The recent shift to multi- and soon many- core architectures, has fundamentally changed the requirements for resource management and job placement; the now large amount of resource sharing along with the abundance of processing cores, make the legacy time-sharing models suboptimal. Recent research trends are exploring space sharing strategies through two distinct approaches: dynamic two-level scheduling, where the application estimates its resource requirements, and static intelligent placement based on offline profiling. This work touches on both, emphasizing on the former.

We have developed Palirria, a self-adapting work-stealing scheduling method for nested fork/join parallelism that periodically estimates the amount of utilizable workers and adapts accordingly. The estimation mechanism is optimized for accuracy with minimal overhead, by leveraging work-stealing semantics to infer worker future utilizability. By adapting to that estimation, resource usage is minimized without degrading performance. Palirria is built upon Deterministic Victim Selection (DVS), a variation to traditional random and semi-random work-stealing, which places tasks uniformly across all available workers and reduces the worst case latency for task discovery. Palirria allows the OS scheduler to provide applications with exactly the number of cores they can utilize or it can afford to not congest other applications, avoiding overcommiting and wasting resources as well as reducing the power budget.
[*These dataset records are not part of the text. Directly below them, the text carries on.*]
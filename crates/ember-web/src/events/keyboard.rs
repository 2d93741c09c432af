use crate::audio::AmbiencePlayer;
use crate::dom;
use crate::toast::Toast;
use ember_core::keys::{KeyAction, KeywordListener, Keymap};
use ember_core::Scene;
use std::cell::RefCell;
use std::rc::Rc;
use wasm_bindgen::closure::Closure;
use wasm_bindgen::JsCast;
use web_sys as web;

pub struct KeyboardWiring {
    /// Absent when the canvas is missing or the scene failed to start.
    pub scene: Option<Rc<RefCell<Scene>>>,
    pub ambience: AmbiencePlayer,
    pub toast: Toast,
    pub keymap: Keymap,
    pub keywords: KeywordListener,
}

fn apply_action(action: KeyAction, w: &KeyboardWiring) {
    log::info!("[keys] {}", action.describe());
    match action {
        KeyAction::ToggleAmbience => w.ambience.toggle(&w.toast),
        KeyAction::Greet => w.toast.show("Hello there. Thanks for looking closely.", Some(2600)),
        _ => {
            let Some(scene) = &w.scene else {
                return;
            };
            let message = scene.borrow_mut().apply_key(action, dom::now_ms());
            match message {
                Some(text) => w.toast.show(&text, None),
                None => w.toast.show("Animations are off", None),
            }
        }
    }
}

pub fn handle_keydown(ev: &web::KeyboardEvent, w: &mut KeyboardWiring) {
    if ev.ctrl_key() || ev.meta_key() || ev.alt_key() || dom::is_editable_target(ev) {
        return;
    }
    let key = ev.key();
    if let Some(action) = w.keywords.push(&key) {
        apply_action(action, w);
        return;
    }
    if let Some(action) = w.keymap.action_for_key(&key) {
        apply_action(action, w);
    }
}

pub fn wire_keyboard(mut wiring: KeyboardWiring) {
    if let Some(window) = web::window() {
        let closure = Closure::wrap(Box::new(move |ev: web::KeyboardEvent| {
            handle_keydown(&ev, &mut wiring);
        }) as Box<dyn FnMut(_)>);
        let _ = window.add_event_listener_with_callback("keydown", closure.as_ref().unchecked_ref());
        closure.forget();
    }
}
Moreover, we've explored using hardware counter measurements for offline profiling of applications. We've carefully engineered two synthetic benchmarks that controllably stress the shared L3 cache; one exploits all kinds of beneficial locality, producing less than 1% miss ratio with any memory footprint, while the other hogs cache banks and memory buses with a constant 96% miss ratio. We score the cache usage patterns of target workloads by co-locating them with these stress benchmarks. Through the scores of two workloads we can offline estimate their individual slowdown due to cache interference if co-located with each other in a single socket.

Combining both aforementioned approaches we've experimented with online profiling of VMs. Each VM profiles its load, deciding on performance threats, eventually forwarding alerts to the IaaS management service. Through pro-active resource re-distribution, VM live migration, as well as better initial VM placement, such scheme provides the opportunity to get ahead of SLA violating situations in the private cloud.
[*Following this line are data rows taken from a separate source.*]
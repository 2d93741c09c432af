use thiserror::Error;

/// Rejected scene configuration.
#[derive(Debug, Error, Clone, PartialEq)]
pub enum ConfigError {
    #[error("{field} must be positive, got {value}")]
    NotPositive { field: &'static str, value: f32 },
    #[error("{field} must be finite and non-negative, got {value}")]
    NegativeOrNonFinite { field: &'static str, value: f64 },
    #[error("{field} must be within [0, 1], got {value}")]
    OutOfUnitRange { field: &'static str, value: f32 },
    #[error("{what}: floor {floor} exceeds cap {cap}")]
    FloorAboveCap {
        what: &'static str,
        floor: usize,
        cap: usize,
    },
    #[error("{field}: min {min} exceeds max {max}")]
    InvertedRange { field: &'static str, min: f64, max: f64 },
    #[error("unknown preset `{0}`")]
    UnknownPreset(String),
}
Ο Γεώργιος Βαριστέας αποφοίτησε από τη Σχολή Εφαρμοσμένων Μαθηματικών και Φυσικών Επιστημών του Ε.Μ.Π. το 2008 με εξειδίκευση στη στατιστική και τα μαθηματικά πληροφορικής. Το 2010 απονεμήθηκε με μεταπτυχιακό τίτλο στην Ανάπτυξη Λογισμικού Κατανεμημένων Συστημάτων από το KTH, Στοκχόλμη Σουηδία. Την ίδια χρονιά ξεκίνησε διδακτορικές σπουδές στο ίδιο πανεπιστήμιο με πλήρη υποτροφία από -- και σε συνεργασία με -- την Microsoft Research Cambridge, στα πλαίσια του έργου Barrelfish OS. Το 2013 απονεμήθηκε με Licentiate τίτλο σπουδών. Έχει εργαστεί ως ειδικευόμενος ερευνητής στην IBM Research Haifa και Oracle Labs Cambridge, όπου ασχολήθηκε με την αυτόματη διαχείριση πόρων σε cloud IaaS και την συν-τοποθέτηση εργασιών σε κατανεμημένα clusters αντιστοίχως. Αυτή την περίοδο βρίσκεται στα τελευταία στάδια συγγραφής της διδακτορικής του διατριβής. Τα ερευνητικά του ενδιαφέροντα εστιάζουν στην διαπροσωπία μεταξύ εφαρμογής και λειτουργικού συστήματος για δυναμική κατανομή πόρων πολυπύρηνων αρχιτεκτονικών και κατανεμημένων συστημάτων.